B. Lei nº 7.716/1989 (Lei Caó – Crime de Discriminação Racial):
Artigo 20: “Praticar, induzir ou incitar a discriminação ou preconceito de raça, cor, etnia, religião ou procedência nacional.” Interpretação e Aplicação: Esta lei especifica e pune comportamentos que discriminam baseados em raça, cor, etnia, entre outros. A abordagem policial discriminatória pode ser interpretada como um ato de discriminação racial que esta lei busca combater. Argumentação: As práticas observadas nas abordagens policiais mencionadas não apenas violam a Constituição, mas também contradizem diretamente o que esta lei busca prevenir. A desigualdade no tratamento judicial e a ausência de investigação ou punição aos policiais envolvidos podem ser vistas como uma forma de indução ou incitação à discriminação, por criar um ambiente onde tais atos podem ser cometidos sem receio de represália. A aplicação rigorosa desta lei é essencial para combater o racismo institucional e garantir uma sociedade onde todas as pessoas são tratadas com igualdade perante a lei.

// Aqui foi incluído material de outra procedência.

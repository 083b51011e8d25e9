//! Rendering of processes for the terminal.
//!
//! Tables are plain padded text; JSON goes through serde_json.

use proctor::{Process, ProcessRelation};

use crate::cli::OutputFormat;

/// Longest command name shown before truncation in tables.
const NAME_WIDTH: usize = 24;

fn truncate(s: &str, max: usize) -> String {
    if s.chars().count() <= max {
        s.to_string()
    } else {
        let mut out: String = s.chars().take(max.saturating_sub(1)).collect();
        out.push('…');
        out
    }
}

/// Renders processes sorted by pid in the requested format.
pub fn render_processes(
    processes: &[&Process],
    format: OutputFormat,
) -> Result<String, serde_json::Error> {
    let mut sorted: Vec<&Process> = processes.to_vec();
    sorted.sort_by_key(|p| p.id);

    match format {
        OutputFormat::Json => serde_json::to_string_pretty(&sorted),
        OutputFormat::Table => Ok(process_table(&sorted)),
    }
}

/// Renders one process with all details.
pub fn render_process(process: &Process, format: OutputFormat) -> Result<String, serde_json::Error> {
    match format {
        OutputFormat::Json => serde_json::to_string_pretty(process),
        OutputFormat::Table => Ok(process_details(process)),
    }
}

/// Renders an ancestry relation, child first.
pub fn render_relation(
    relation: &ProcessRelation,
    format: OutputFormat,
) -> Result<String, serde_json::Error> {
    match format {
        OutputFormat::Json => serde_json::to_string_pretty(relation),
        OutputFormat::Table => Ok(relation_tree(relation)),
    }
}

fn process_table(processes: &[&Process]) -> String {
    let mut out = format!(
        "{:<8} {:<width$} {:<64} {}\n",
        "PID",
        "NAME",
        "SHA256",
        "LOCATION",
        width = NAME_WIDTH
    );
    for p in processes {
        out.push_str(&format!(
            "{:<8} {:<width$} {:<64} {}\n",
            p.id,
            truncate(&p.command_name, NAME_WIDTH),
            p.binary_sha,
            p.command_path.display(),
            width = NAME_WIDTH
        ));
    }
    out.push_str(&format!("\n{} processes\n", processes.len()));
    out
}

fn process_details(p: &Process) -> String {
    let rows: Vec<(&str, String)> = vec![
        ("PID", p.id.to_string()),
        ("Parent PID", p.parent_process.to_string()),
        ("Name", p.command_name.clone()),
        ("Location", p.command_path.display()),
        ("Arguments", p.flags_and_args()),
        ("SHA256", p.binary_sha.to_string()),
        ("Kernel task", p.is_kernel_task.to_string()),
        ("Inspectable", p.has_permission.to_string()),
        (
            "State",
            format!("{} ({})", p.stat.state, p.stat.state_description()),
        ),
        ("Threads", p.stat.thread_count.to_string()),
        ("CPU time", format!("{:.2}s", p.stat.cpu_time_seconds())),
        ("Virtual memory", format!("{} bytes", p.stat.virtual_mem_size)),
    ];

    rows.iter()
        .map(|(k, v)| format!("{:<16} {}\n", format!("{}:", k), v))
        .collect()
}

fn relation_tree(relation: &ProcessRelation) -> String {
    let mut out = String::new();
    let mut depth: usize = 0;
    let mut current = Some(relation);
    while let Some(r) = current {
        let marker = if depth == 0 { "" } else { "└─ " };
        out.push_str(&format!(
            "{}{}{} [{}] {}\n",
            "   ".repeat(depth.saturating_sub(1)),
            marker,
            r.process.id,
            r.process.command_name,
            r.process.binary_sha
        ));
        depth += 1;
        current = r.parent.as_deref();
    }
    out
}
//! HTTP endpoint handlers for the web UI.
//!
//! This module provides handlers for all HTTP endpoints:
//! - `/`: Process list
//! - `/process/{pid}`: Process details
//! - `/tree/{pid}`: Ancestry and fingerprint
//! - `/refresh`: Snapshot reset and rescan

pub mod html;
pub mod index;
pub mod process;
pub mod refresh;
pub mod tree;

// Re-export handlers
pub use index::index_handler;
pub use process::process_handler;
pub use refresh::refresh_handler;
pub use tree::tree_handler;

C. Código de Processo Penal:
Artigo 647: “Dar-se-á habeas corpus sempre que alguém sofrer ou se achar ameaçado de sofrer violência ou coação em sua liberdade de locomoção, por ilegalidade ou abuso de poder.” Interpretação e Aplicação: O habeas corpus é um remédio constitucional destinado a assegurar a liberdade individual contra atos arbitrários do poder público, e neste caso, serve para proteger jovens contra abordagens policiais que configuram abuso de poder e ilegalidade. Argumentação: A utilização do habeas corpus aqui não é apenas para remediar um ato específico de violência ou coação, mas também para tratar de um padrão de comportamento que, se não for interrompido, continuará a ameaçar a liberdade de locomoção de cidadãos vulneráveis. É crucial que o Supremo Tribunal Federal utilize desta ferramenta legal para enviar uma mensagem clara de que a Justiça não tolerará mais a perpetuação de práticas discriminatórias sob a égide da autoridade policial.
A argumentação aqui apresentada busca demonstrar que a ausência de ação contra os policiais envolvidos em abordagens discriminatórias não só viola a Constituição e a legislação específica, mas também perpetua uma cultura de impunidade que desafia os princípios de igualdade e justiça social consagrados na Constituição Federal. É imperativo que o Supremo Tribunal Federal intervenha para assegurar a aplicação efetiva dos direitos fundamentais e para erradicar práticas de racismo institucional que prejudicam a sociedade brasileira.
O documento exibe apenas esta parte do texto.